_Instructions for the task_
Restate each entry word for word. Keep every detail intact.

Saved data entries:
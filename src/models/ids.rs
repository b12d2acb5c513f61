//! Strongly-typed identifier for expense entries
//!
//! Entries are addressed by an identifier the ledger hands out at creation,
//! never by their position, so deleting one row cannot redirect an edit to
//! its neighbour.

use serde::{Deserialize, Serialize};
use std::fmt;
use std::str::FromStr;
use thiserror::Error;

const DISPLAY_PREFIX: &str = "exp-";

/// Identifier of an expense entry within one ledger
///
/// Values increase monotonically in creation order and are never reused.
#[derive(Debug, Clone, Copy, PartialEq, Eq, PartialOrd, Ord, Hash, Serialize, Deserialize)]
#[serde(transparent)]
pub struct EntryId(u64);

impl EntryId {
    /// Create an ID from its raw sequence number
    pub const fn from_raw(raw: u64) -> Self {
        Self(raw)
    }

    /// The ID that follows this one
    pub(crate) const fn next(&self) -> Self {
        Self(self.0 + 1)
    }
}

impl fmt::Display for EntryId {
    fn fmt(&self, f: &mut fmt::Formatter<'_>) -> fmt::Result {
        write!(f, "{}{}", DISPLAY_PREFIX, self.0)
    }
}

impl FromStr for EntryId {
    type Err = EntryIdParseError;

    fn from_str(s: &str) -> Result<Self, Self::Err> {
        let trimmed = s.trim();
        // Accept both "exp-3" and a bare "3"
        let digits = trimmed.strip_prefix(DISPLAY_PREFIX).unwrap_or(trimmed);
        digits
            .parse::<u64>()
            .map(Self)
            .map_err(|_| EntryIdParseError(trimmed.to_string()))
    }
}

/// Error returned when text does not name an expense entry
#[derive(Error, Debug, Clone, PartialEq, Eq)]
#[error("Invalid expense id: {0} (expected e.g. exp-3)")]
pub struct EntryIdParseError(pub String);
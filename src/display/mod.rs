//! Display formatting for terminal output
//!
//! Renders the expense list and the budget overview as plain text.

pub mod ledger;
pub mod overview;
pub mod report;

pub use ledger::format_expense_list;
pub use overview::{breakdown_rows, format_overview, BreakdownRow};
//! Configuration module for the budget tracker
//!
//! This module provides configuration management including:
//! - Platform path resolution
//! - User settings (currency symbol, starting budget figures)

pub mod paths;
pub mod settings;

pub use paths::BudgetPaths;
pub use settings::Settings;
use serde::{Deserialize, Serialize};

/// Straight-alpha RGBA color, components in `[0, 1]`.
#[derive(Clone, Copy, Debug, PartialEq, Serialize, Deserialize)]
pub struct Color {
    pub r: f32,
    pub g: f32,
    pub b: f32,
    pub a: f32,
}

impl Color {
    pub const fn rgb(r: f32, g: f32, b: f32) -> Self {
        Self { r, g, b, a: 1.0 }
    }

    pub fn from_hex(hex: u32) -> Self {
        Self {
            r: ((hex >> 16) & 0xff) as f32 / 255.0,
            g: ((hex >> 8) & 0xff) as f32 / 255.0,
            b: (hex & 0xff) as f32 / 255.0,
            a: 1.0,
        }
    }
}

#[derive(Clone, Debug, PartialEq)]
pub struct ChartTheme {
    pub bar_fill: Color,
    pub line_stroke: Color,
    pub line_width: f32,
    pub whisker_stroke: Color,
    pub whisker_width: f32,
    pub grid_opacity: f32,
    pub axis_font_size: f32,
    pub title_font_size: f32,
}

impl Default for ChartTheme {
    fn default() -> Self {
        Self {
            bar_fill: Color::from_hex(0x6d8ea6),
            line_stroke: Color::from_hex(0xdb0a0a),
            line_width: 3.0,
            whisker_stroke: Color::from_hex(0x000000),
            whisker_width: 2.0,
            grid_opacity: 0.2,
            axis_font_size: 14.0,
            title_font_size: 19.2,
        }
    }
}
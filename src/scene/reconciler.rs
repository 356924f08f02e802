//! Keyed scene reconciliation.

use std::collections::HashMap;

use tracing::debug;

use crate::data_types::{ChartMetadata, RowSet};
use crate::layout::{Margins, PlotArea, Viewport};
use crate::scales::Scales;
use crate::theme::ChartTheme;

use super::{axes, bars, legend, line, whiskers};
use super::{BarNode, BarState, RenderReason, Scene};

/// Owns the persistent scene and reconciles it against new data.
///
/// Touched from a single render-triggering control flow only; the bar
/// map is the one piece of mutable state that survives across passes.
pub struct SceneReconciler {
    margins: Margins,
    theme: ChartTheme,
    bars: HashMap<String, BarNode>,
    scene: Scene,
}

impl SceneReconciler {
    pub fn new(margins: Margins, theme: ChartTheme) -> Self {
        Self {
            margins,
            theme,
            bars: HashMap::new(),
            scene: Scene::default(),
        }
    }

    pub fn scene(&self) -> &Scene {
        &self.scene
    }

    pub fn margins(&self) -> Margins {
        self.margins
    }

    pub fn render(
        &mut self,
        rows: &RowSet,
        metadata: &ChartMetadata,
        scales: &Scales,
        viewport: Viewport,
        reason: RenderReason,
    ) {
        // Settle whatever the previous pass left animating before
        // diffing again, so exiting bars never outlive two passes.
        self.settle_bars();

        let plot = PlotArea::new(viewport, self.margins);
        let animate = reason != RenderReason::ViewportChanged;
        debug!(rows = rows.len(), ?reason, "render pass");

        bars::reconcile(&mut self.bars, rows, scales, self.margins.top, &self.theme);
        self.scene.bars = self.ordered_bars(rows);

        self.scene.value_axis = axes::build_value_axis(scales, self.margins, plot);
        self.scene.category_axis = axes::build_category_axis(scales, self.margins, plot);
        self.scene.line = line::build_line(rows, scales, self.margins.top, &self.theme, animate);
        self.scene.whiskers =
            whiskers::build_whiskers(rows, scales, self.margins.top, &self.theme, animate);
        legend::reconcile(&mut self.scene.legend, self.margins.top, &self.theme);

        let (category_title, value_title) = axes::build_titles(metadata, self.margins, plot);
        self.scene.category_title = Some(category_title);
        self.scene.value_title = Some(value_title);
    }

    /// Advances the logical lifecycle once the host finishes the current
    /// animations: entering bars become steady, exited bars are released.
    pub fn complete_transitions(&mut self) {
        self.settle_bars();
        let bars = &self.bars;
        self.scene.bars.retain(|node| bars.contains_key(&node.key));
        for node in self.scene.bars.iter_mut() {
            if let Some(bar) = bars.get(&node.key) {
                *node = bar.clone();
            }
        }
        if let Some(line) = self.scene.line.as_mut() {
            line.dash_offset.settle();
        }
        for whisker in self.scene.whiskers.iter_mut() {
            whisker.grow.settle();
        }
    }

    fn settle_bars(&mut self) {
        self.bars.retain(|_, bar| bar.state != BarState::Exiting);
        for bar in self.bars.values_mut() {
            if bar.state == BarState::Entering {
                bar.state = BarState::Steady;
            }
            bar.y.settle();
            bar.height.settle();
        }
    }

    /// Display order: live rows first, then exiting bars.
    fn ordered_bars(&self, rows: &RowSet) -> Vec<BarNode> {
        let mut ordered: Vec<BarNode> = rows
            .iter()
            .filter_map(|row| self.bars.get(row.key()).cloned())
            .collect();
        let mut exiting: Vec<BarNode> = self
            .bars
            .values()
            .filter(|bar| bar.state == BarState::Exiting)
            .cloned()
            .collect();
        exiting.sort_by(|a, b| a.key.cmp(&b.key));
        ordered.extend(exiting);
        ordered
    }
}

_Response for this exercise_
filename src/models/ids.rs
repository b12d2acb5c513f61
//! Strongly-typed identifier for expense entries
//!
//! Entries are addressed by an identifier the ledger hands out at creation,
//! never by their position, so deleting one row cannot redirect an edit to
//! its neighbour.

use serde::{Deserialize, Serialize};
use std::fmt;
use std::str::FromStr;
use thiserror::Error;

const DISPLAY_PREFIX: &str = "exp-";

/// Identifier of an expense entry within one ledger
///
/// Values increase monotonically in creation order and are never reused.
#[derive(Debug, Clone, Copy, PartialEq, Eq, PartialOrd, Ord, Hash, Serialize, Deserialize)]
#[serde(transparent)]
pub struct EntryId(u64);

impl EntryId {
    /// Create an ID from its raw sequence number
    pub const fn from_raw(raw: u64) -> Self {
        Self(raw)
    }

    /// The ID that follows this one
    pub(crate) const fn next(&self) -> Self {
        Self(self.0 + 1)
    }
}

impl fmt::Display for EntryId {
    fn fmt(&self, f: &mut fmt::Formatter<'_>) -> fmt::Result {
        write!(f, "{}{}", DISPLAY_PREFIX, self.0)
    }
}

impl FromStr for EntryId {
    type Err = EntryIdParseError;

    fn from_str(s: &str) -> Result<Self, Self::Err> {
        let trimmed = s.trim();
        // Accept both "exp-3" and a bare "3"
        let digits = trimmed.strip_prefix(DISPLAY_PREFIX).unwrap_or(trimmed);
        digits
            .parse::<u64>()
            .map(Self)
            .map_err(|_| EntryIdParseError(trimmed.to_string()))
    }
}

/// Error returned when text does not name an expense entry
#[derive(Error, Debug, Clone, PartialEq, Eq)]
#[error("Invalid expense id: {0} (expected e.g. exp-3)")]
pub struct EntryIdParseError(pub String);
filename src/display/mod.rs
//! Display formatting for terminal output
//!
//! Renders the expense list and the budget overview as plain text.

pub mod ledger;
pub mod overview;
pub mod report;

pub use ledger::format_expense_list;
pub use overview::{breakdown_rows, format_overview, BreakdownRow};
//! Configuration module for the budget tracker
//!
//! This module provides configuration management including:
//! - Platform path resolution
//! - User settings (currency symbol, starting budget figures)

pub mod paths;
pub mod settings;

pub use paths::BudgetPaths;
pub use settings::Settings;
use serde::{Deserialize, Serialize};

/// Straight-alpha RGBA color, components in `[0, 1]`.
#[derive(Clone, Copy, Debug, PartialEq, Serialize, Deserialize)]
pub struct Color {
    pub r: f32,
    pub g: f32,
    pub b: f32,
    pub a: f32,
}

impl Color {
    pub const fn rgb(r: f32, g: f32, b: f32) -> Self {
        Self { r, g, b, a: 1.0 }
    }

    pub fn from_hex(hex: u32) -> Self {
        Self {
            r: ((hex >> 16) & 0xff) as f32 / 255.0,
            g: ((hex >> 8) & 0xff) as f32 / 255.0,
            b: (hex & 0xff) as f32 / 255.0,
            a: 1.0,
        }
    }
}

#[derive(Clone, Debug, PartialEq)]
pub struct ChartTheme {
    pub bar_fill: Color,
    pub line_stroke: Color,
    pub line_width: f32,
    pub whisker_stroke: Color,
    pub whisker_width: f32,
    pub grid_opacity: f32,
    pub axis_font_size: f32,
    pub title_font_size: f32,
}

impl Default for ChartTheme {
    fn default() -> Self {
        Self {
            bar_fill: Color::from_hex(0x6d8ea6),
            line_stroke: Color::from_hex(0xdb0a0a),
            line_width: 3.0,
            whisker_stroke: Color::from_hex(0x000000),
            whisker_width: 2.0,
            grid_opacity: 0.2,
            axis_font_size: 14.0,
            title_font_size: 19.2,
        }
    }
}
filename src/scene/reconciler.rs
repository 356924f08f02e802
//! Keyed scene reconciliation.

use std::collections::HashMap;

use tracing::debug;

use crate::data_types::{ChartMetadata, RowSet};
use crate::layout::{Margins, PlotArea, Viewport};
use crate::scales::Scales;
use crate::theme::ChartTheme;

use super::{axes, bars, legend, line, whiskers};
use super::{BarNode, BarState, RenderReason, Scene};

/// Owns the persistent scene and reconciles it against new data.
///
/// Touched from a single render-triggering control flow only; the bar
/// map is the one piece of mutable state that survives across passes.
pub struct SceneReconciler {
    margins: Margins,
    theme: ChartTheme,
    bars: HashMap<String, BarNode>,
    scene: Scene,
}

impl SceneReconciler {
    pub fn new(margins: Margins, theme: ChartTheme) -> Self {
        Self {
            margins,
            theme,
            bars: HashMap::new(),
            scene: Scene::default(),
        }
    }

    pub fn scene(&self) -> &Scene {
        &self.scene
    }

    pub fn margins(&self) -> Margins {
        self.margins
    }

    pub fn render(
        &mut self,
        rows: &RowSet,
        metadata: &ChartMetadata,
        scales: &Scales,
        viewport: Viewport,
        reason: RenderReason,
    ) {
        // Settle whatever the previous pass left animating before
        // diffing again, so exiting bars never outlive two passes.
        self.settle_bars();

        let plot = PlotArea::new(viewport, self.margins);
        let animate = reason != RenderReason::ViewportChanged;
        debug!(rows = rows.len(), ?reason, "render pass");

        bars::reconcile(&mut self.bars, rows, scales, self.margins.top, &self.theme);
        self.scene.bars = self.ordered_bars(rows);

        self.scene.value_axis = axes::build_value_axis(scales, self.margins, plot);
        self.scene.category_axis = axes::build_category_axis(scales, self.margins, plot);
        self.scene.line = line::build_line(rows, scales, self.margins.top, &self.theme, animate);
        self.scene.whiskers =
            whiskers::build_whiskers(rows, scales, self.margins.top, &self.theme, animate);
        legend::reconcile(&mut self.scene.legend, self.margins.top, &self.theme);

        let (category_title, value_title) = axes::build_titles(metadata, self.margins, plot);
        self.scene.category_title = Some(category_title);
        self.scene.value_title = Some(value_title);
    }

    /// Advances the logical lifecycle once the host finishes the current
    /// animations: entering bars become steady, exited bars are released.
    pub fn complete_transitions(&mut self) {
        self.settle_bars();
        let bars = &self.bars;
        self.scene.bars.retain(|node| bars.contains_key(&node.key));
        for node in self.scene.bars.iter_mut() {
            if let Some(bar) = bars.get(&node.key) {
                *node = bar.clone();
            }
        }
        if let Some(line) = self.scene.line.as_mut() {
            line.dash_offset.settle();
        }
        for whisker in self.scene.whiskers.iter_mut() {
            whisker.grow.settle();
        }
    }

    fn settle_bars(&mut self) {
        self.bars.retain(|_, bar| bar.state != BarState::Exiting);
        for bar in self.bars.values_mut() {
            if bar.state == BarState::Entering {
                bar.state = BarState::Steady;
            }
            bar.y.settle();
            bar.height.settle();
        }
    }

    /// Display order: live rows first, then exiting bars.
    fn ordered_bars(&self, rows: &RowSet) -> Vec<BarNode> {
        let mut ordered: Vec<BarNode> = rows
            .iter()
            .filter_map(|row| self.bars.get(row.key()).cloned())
            .collect();
        let mut exiting: Vec<BarNode> = self
            .bars
            .values()
            .filter(|bar| bar.state == BarState::Exiting)
            .cloned()
            .collect();
        exiting.sort_by(|a, b| a.key.cmp(&b.key));
        ordered.extend(exiting);
        ordered
    }
}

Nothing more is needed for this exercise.